• _Problem_
For the listing below, print exactly the lines from the line with "a consistent look" to the line with "y: Self::pseudo_random(seed *", both included, and nothing beyond them.
☆ ☆ ☆ ☆ ☆
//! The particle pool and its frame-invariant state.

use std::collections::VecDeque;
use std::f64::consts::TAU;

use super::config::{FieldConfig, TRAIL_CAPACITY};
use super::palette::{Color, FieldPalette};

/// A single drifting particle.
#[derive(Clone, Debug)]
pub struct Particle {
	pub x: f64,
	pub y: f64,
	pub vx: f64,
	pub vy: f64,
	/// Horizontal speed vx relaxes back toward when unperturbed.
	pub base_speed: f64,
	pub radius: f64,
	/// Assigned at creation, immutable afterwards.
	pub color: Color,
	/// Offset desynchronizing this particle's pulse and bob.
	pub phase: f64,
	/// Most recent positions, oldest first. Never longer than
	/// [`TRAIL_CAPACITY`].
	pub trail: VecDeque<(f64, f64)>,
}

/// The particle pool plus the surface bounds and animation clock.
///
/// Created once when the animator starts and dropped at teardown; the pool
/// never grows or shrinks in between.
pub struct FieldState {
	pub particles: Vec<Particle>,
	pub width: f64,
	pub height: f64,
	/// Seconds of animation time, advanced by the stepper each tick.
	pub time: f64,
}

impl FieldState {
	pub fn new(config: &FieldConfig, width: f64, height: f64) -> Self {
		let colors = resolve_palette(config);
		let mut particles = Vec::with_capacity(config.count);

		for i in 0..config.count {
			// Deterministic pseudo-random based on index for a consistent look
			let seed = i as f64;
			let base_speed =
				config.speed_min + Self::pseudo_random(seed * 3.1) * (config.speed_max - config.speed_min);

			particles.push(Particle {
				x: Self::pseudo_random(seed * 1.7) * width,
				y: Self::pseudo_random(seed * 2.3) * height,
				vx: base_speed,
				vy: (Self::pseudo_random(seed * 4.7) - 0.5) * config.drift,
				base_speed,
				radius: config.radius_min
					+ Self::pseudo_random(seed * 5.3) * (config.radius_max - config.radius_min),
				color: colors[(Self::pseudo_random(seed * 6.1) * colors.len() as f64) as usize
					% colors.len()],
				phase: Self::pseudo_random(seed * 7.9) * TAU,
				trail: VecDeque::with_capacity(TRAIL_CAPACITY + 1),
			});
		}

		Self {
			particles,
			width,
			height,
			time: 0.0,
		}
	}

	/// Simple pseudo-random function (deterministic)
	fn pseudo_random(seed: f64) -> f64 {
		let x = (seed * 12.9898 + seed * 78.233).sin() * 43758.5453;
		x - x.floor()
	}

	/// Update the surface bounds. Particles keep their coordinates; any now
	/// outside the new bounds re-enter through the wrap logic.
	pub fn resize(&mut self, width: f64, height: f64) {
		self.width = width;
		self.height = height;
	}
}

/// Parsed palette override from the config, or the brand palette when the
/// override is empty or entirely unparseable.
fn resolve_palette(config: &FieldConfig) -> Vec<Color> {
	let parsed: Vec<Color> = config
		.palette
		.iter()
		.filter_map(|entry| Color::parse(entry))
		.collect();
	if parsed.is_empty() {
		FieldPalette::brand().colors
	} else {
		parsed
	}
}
☆ ☆ ☆ ☆ ☆
• _Written solution_
			// Deterministic pseudo-random based on index for a consistent look
			let seed = i as f64;
			let base_speed =
				config.speed_min + Self::pseudo_random(seed * 3.1) * (config.speed_max - config.speed_min);

			particles.push(Particle {
				x: Self::pseudo_random(seed * 1.7) * width,
				y: Self::pseudo_random(seed * 2.3) * height,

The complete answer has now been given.